Identify all lines in the listing that include the word "login", and copy them out.

##########

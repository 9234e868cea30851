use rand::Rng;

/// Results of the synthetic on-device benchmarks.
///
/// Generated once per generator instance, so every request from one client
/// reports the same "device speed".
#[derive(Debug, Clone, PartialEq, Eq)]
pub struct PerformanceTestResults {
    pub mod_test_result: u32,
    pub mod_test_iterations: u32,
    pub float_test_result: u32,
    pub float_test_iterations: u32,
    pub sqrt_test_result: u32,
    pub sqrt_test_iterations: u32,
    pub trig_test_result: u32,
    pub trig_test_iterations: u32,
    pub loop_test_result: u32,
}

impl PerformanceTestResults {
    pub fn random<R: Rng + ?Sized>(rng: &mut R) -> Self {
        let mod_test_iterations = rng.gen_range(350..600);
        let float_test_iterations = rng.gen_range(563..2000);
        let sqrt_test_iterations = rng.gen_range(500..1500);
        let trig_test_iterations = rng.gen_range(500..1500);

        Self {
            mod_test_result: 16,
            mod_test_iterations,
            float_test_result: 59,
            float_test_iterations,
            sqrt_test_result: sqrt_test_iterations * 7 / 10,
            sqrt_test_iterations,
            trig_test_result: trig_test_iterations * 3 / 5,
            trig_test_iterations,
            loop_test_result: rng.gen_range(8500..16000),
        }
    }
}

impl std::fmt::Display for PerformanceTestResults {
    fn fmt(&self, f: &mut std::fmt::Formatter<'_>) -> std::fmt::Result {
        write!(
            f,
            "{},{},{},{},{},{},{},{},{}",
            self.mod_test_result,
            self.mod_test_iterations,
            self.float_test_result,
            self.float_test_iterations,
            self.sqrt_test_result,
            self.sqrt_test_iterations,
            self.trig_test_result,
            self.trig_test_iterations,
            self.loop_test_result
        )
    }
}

##########

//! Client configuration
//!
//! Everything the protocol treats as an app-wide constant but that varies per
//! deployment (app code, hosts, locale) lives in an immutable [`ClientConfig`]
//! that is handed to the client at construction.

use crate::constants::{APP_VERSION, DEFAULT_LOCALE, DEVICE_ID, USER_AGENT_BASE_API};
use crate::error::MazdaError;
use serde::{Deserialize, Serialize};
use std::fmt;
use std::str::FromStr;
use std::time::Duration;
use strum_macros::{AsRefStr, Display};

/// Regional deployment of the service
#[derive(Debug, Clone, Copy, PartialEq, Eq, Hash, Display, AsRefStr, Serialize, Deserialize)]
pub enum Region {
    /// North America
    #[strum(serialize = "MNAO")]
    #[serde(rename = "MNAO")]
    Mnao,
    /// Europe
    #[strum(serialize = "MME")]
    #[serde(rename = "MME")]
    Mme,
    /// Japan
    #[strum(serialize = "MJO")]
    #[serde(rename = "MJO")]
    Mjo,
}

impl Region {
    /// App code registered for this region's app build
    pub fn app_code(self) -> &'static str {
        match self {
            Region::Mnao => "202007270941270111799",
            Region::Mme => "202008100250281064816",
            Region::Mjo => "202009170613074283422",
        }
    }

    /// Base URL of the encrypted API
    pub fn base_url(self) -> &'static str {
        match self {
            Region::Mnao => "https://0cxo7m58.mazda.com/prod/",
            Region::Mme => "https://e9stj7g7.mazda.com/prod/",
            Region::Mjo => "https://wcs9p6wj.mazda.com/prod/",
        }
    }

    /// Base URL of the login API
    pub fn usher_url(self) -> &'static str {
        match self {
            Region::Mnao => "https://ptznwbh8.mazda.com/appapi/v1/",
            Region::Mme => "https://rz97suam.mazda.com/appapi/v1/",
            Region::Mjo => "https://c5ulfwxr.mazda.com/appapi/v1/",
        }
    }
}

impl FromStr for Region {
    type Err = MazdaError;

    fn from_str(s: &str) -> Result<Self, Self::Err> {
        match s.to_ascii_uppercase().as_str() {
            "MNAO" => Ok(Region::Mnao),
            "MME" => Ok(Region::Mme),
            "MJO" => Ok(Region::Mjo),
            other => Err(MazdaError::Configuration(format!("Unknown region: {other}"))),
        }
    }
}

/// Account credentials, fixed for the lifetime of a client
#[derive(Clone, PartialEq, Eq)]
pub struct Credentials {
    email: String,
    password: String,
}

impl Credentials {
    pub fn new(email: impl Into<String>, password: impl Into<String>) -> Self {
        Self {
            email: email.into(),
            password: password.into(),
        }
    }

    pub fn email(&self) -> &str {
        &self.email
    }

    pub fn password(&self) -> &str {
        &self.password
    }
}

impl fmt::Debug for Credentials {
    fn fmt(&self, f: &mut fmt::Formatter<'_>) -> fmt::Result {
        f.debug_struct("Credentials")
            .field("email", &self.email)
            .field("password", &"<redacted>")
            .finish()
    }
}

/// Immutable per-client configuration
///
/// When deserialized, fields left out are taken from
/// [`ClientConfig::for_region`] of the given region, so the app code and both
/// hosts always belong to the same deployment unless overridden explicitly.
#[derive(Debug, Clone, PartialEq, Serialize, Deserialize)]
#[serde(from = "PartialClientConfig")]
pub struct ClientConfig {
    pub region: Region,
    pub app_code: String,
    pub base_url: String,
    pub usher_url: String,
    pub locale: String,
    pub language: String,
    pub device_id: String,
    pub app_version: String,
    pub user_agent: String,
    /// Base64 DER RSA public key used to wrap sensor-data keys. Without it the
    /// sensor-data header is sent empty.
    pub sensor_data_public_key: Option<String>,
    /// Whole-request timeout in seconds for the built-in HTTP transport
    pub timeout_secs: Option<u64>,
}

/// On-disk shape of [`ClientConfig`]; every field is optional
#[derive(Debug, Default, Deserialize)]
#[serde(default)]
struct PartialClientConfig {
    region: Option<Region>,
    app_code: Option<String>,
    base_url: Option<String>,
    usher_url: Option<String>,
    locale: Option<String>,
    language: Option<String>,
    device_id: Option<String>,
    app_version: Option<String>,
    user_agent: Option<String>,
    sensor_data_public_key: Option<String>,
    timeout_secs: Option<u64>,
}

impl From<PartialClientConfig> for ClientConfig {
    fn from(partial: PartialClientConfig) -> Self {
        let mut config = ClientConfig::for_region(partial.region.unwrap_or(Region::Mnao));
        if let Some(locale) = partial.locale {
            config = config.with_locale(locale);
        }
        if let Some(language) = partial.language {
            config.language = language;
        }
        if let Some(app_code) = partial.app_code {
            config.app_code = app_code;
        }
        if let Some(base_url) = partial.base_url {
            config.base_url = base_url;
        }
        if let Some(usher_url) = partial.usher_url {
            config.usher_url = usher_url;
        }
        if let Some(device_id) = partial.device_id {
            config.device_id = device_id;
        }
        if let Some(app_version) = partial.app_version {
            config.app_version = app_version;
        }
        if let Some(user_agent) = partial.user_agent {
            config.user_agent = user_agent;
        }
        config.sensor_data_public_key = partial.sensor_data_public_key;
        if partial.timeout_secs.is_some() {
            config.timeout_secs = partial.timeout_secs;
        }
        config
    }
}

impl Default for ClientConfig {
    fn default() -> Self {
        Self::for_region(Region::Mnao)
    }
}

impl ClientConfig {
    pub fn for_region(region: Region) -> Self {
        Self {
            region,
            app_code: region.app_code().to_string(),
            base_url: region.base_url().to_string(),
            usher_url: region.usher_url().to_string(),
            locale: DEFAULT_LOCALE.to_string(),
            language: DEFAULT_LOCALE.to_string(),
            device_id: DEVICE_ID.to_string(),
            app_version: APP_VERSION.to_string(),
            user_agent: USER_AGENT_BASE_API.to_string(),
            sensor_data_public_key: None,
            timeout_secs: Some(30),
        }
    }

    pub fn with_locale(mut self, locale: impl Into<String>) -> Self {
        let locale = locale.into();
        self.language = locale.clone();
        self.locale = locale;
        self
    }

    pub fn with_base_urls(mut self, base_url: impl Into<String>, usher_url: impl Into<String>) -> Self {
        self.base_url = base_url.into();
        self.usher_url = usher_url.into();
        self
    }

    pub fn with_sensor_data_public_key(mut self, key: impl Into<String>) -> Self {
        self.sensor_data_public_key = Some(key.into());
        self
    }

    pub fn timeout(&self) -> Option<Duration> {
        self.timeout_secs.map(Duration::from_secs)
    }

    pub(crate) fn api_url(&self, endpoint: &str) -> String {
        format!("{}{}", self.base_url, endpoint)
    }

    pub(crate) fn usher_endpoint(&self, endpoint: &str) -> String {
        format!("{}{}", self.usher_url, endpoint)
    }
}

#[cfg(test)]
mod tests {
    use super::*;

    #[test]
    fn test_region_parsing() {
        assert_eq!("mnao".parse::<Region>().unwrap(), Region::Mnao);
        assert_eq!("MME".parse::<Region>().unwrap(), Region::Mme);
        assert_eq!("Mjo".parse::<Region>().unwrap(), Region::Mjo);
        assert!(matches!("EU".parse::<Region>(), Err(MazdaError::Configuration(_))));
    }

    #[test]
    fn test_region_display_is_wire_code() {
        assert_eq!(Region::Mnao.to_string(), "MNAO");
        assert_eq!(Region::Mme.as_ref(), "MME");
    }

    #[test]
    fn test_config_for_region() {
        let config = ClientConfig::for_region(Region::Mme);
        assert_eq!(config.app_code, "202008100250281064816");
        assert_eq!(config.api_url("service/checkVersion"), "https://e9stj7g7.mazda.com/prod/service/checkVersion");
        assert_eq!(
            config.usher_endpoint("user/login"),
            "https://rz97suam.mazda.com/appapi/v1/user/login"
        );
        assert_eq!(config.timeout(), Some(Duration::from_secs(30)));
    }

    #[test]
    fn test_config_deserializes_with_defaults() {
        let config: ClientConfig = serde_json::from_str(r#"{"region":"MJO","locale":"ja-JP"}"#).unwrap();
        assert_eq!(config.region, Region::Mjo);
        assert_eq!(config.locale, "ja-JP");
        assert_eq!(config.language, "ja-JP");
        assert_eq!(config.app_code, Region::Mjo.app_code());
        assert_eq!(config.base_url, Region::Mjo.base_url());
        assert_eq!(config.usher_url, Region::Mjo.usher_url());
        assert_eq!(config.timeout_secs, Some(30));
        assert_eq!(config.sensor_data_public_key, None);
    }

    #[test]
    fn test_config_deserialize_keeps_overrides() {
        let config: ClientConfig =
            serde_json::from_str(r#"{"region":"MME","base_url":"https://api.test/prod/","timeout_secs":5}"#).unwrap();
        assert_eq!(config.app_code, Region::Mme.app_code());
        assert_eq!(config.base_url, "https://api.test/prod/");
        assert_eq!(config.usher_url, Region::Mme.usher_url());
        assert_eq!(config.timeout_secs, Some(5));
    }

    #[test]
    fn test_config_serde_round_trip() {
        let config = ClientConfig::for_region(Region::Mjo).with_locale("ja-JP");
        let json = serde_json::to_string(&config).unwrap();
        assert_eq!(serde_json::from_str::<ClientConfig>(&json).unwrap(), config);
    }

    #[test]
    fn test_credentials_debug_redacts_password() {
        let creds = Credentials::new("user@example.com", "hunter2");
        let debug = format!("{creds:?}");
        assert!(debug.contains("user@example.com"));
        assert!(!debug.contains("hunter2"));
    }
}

##########

### SOLUTION TO THIS TASK
    /// Base URL of the login API
            config.usher_endpoint("user/login"),
            "https://rz97suam.mazda.com/appapi/v1/user/login"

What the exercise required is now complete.